Published work on the emergence of specialized collective behaviors in evolving heterogeneous swarms; developed a model-free method enabling robots to learn multiple skills in parallel within 15 minutes, published in Nature Communications; contributed to the Dutch ICU Data Warehouse project, providing analysis tools and machine learning models to improve healthcare policies; during PhD, worked primarily in Python and C++ as part of the team developing Revolve, a software package for robot evolution experiments around different simulators (MuJoCo, Gazebo, Isaac Gym).
Research Experience
Currently a Postdoctoral fellow at the Laboratory of Intelligent Systems (LIS) at École Polytechnique Fédérale de Lausanne (EPFL), supervised by Dario Floreano.
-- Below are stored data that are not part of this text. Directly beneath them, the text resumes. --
//! Command interpreter: a small dynamically typed command language evaluated
//! against a persistent per-session namespace.
//!
//! Each submitted command is classified as an expression, a statement, or an
//! incomplete fragment. Expressions are rewritten into an assignment to a
//! reserved result slot so their value survives evaluation and can be
//! rendered after any output the command produced.

pub mod error;
pub mod eval;
pub mod namespace;
pub mod parser;
pub mod value;

use self::error::{EvalError, EvalResult};
use self::eval::{eval_expr, exec_stmt, EvalCtx};
use self::namespace::{Namespace, RESULT_SLOT};
use self::parser::{classify, Classified};
use self::value::{render, NativeFn, Value};
use std::collections::HashMap;

/// Result of interpreting one command.
#[derive(Debug, Default, PartialEq)]
pub struct CommandOutcome {
    /// Source was an incomplete fragment, the caller should accumulate more
    /// lines and resubmit.
    pub more_input: bool,
    /// Everything the command printed, in order.
    pub output: String,
    /// Rendering of the expression value, if the command was an expression
    /// that produced one. Suppressed for `()`.
    pub value: Option<String>,
}

impl CommandOutcome {
    fn incomplete() -> Self {
        CommandOutcome {
            more_input: true,
            ..Default::default()
        }
    }
}

/// Stateless command interpreter. Namespaces are owned by callers, so a
/// single interpreter serves any number of concurrent sessions.
pub struct Interpreter {
    natives: HashMap<&'static str, NativeFn>,
}

impl Default for Interpreter {
    fn default() -> Self {
        Self::new()
    }
}

impl Interpreter {
    pub fn new() -> Self {
        Self {
            natives: HashMap::new(),
        }
    }

    /// An interpreter whose `native(name)` builtin resolves the given
    /// host-provided functions.
    pub fn with_natives(natives: impl IntoIterator<Item = NativeFn>) -> Self {
        Self {
            natives: natives.into_iter().map(|f| (f.name, f)).collect(),
        }
    }

    /// Interpret one command against `ns`. Faults never escape: a failed
    /// parse or evaluation is reported inside the outcome's output, the
    /// session stays usable and the namespace keeps every binding made
    /// before the fault.
    pub fn execute(&self, source: &str, ns: &mut Namespace) -> CommandOutcome {
        match self.run(source, ns) {
            Ok(outcome) => outcome,
            Err(e) => CommandOutcome {
                more_input: false,
                output: format!("error: {e}\n"),
                value: None,
            },
        }
    }

    /// Like [`Self::execute`] but faults propagate to the caller and an
    /// incomplete fragment is an error. Used for toolkit sources, which are
    /// trusted to be complete and must fail loudly when they are not.
    pub fn execute_strict(&self, source: &str, ns: &mut Namespace) -> EvalResult<CommandOutcome> {
        let outcome = self.run(source, ns)?;
        if outcome.more_input {
            return Err(EvalError::TruncatedSource);
        }
        Ok(outcome)
    }

    fn run(&self, source: &str, ns: &mut Namespace) -> EvalResult<CommandOutcome> {
        if source.trim().is_empty() {
            return Ok(CommandOutcome::default());
        }

        let mut output = String::new();
        let mut ctx = EvalCtx {
            out: &mut output,
            natives: &self.natives,
        };

        let value = match classify(source)? {
            Classified::Incomplete => return Ok(CommandOutcome::incomplete()),
            Classified::Statement(stmt) => {
                exec_stmt(&mut ctx, ns, &stmt)?;
                None
            }
            Classified::Expression(expr) => {
                // Capture through the result slot so the value is observable
                // in the namespace afterwards, then clear the slot.
                let value = eval_expr(&mut ctx, ns, &expr)?;
                ns.insert(RESULT_SLOT, value);
                match ns.remove(RESULT_SLOT) {
                    Some(Value::Unit) | None => None,
                    Some(value) => Some(render(&value)),
                }
            }
        };

        Ok(CommandOutcome {
            more_input: false,
            output,
            value,
        })
    }
}

#[cfg(test)]
mod test {
    use super::*;

    #[test]
    fn test_expression_value_is_separate_from_output() {
        let interp = Interpreter::new();
        let mut ns = Namespace::new();

        let outcome = interp.execute("1 + 1", &mut ns);
        assert_eq!(outcome.value.as_deref(), Some("2"));
        assert_eq!(outcome.output, "");
        assert!(!outcome.more_input);
    }

    #[test]
    fn test_output_precedes_value() {
        let interp = Interpreter::new();
        let mut ns = Namespace::new();

        let outcome = interp.execute("print(len([1, 2, 3]))", &mut ns);
        assert_eq!(outcome.output, "3\n");
        assert_eq!(outcome.value, None);
    }

    #[test]
    fn test_statement_produces_no_value() {
        let interp = Interpreter::new();
        let mut ns = Namespace::new();

        let outcome = interp.execute("x = 41", &mut ns);
        assert_eq!(outcome.value, None);
        assert_eq!(outcome.output, "");

        let outcome = interp.execute("x + 1", &mut ns);
        assert_eq!(outcome.value.as_deref(), Some("42"));
    }

    #[test]
    fn test_fault_is_reported_not_fatal() {
        let interp = Interpreter::new();
        let mut ns = Namespace::new();

        interp.execute("x = 1", &mut ns);
        let outcome = interp.execute("x / 0", &mut ns);
        assert_eq!(outcome.output, "error: division by zero\n");
        assert_eq!(outcome.value, None);

        // Session stays usable, bindings survive.
        let outcome = interp.execute("x", &mut ns);
        assert_eq!(outcome.value.as_deref(), Some("1"));
    }

    #[test]
    fn test_incomplete_fragment_asks_for_more() {
        let interp = Interpreter::new();
        let mut ns = Namespace::new();

        let outcome = interp.execute("xs = [1,", &mut ns);
        assert!(outcome.more_input);
        assert_eq!(outcome.output, "");

        let outcome = interp.execute("xs = [1,\n2]", &mut ns);
        assert!(!outcome.more_input);
        assert_eq!(interp.execute("len(xs)", &mut ns).value.as_deref(), Some("2"));
    }

    #[test]
    fn test_blank_command_is_a_no_op() {
        let interp = Interpreter::new();
        let mut ns = Namespace::new();

        let outcome = interp.execute("  \n", &mut ns);
        assert_eq!(outcome, CommandOutcome::default());
    }

    #[test]
    fn test_strict_rejects_fragment_and_fault() {
        let interp = Interpreter::new();
        let mut ns = Namespace::new();

        assert!(matches!(
            interp.execute_strict("[1,", &mut ns),
            Err(EvalError::TruncatedSource)
        ));
        assert!(matches!(
            interp.execute_strict("1 / 0", &mut ns),
            Err(EvalError::DivisionByZero)
        ));
        assert!(interp.execute_strict("greeting = 'hi'", &mut ns).is_ok());
    }

    #[test]
    fn test_result_slot_not_left_behind() {
        let interp = Interpreter::new();
        let mut ns = Namespace::new();

        interp.execute("1 + 1", &mut ns);
        assert!(ns.get(super::RESULT_SLOT).is_none());
    }
}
Research focuses on designing continuous adaptive neural networks for distributed learning in swarms, particularly on the robust emergence of collective behavior using only local information.
Education
PhD in 2024 on the topic of robot learning in Evolutionary Robotics from Vrije Universiteit Amsterdam, supported by Technology Innovation Institute (TII), under the supervision of Guszti Eiben and Eliseo Ferrante. Prior to this, obtained two master's degrees: Human Movement Science, neuromechanics (cum laude, Vrije Universiteit Amsterdam) and Mechanical Engineering, bio-robotics (Technische Universiteit Delft).
Background
Research interests lie at the intersection of robotics and AI, with a focus on designing robot learning algorithms for emergent properties in swarms of robots. Specializes in robot learning, embodied intelligence, complex systems, and control theory.
Miscellany
Enjoys aligning different techniques by combining ideas from a broad educational background, offering a creative perspective to analyze challenging problems.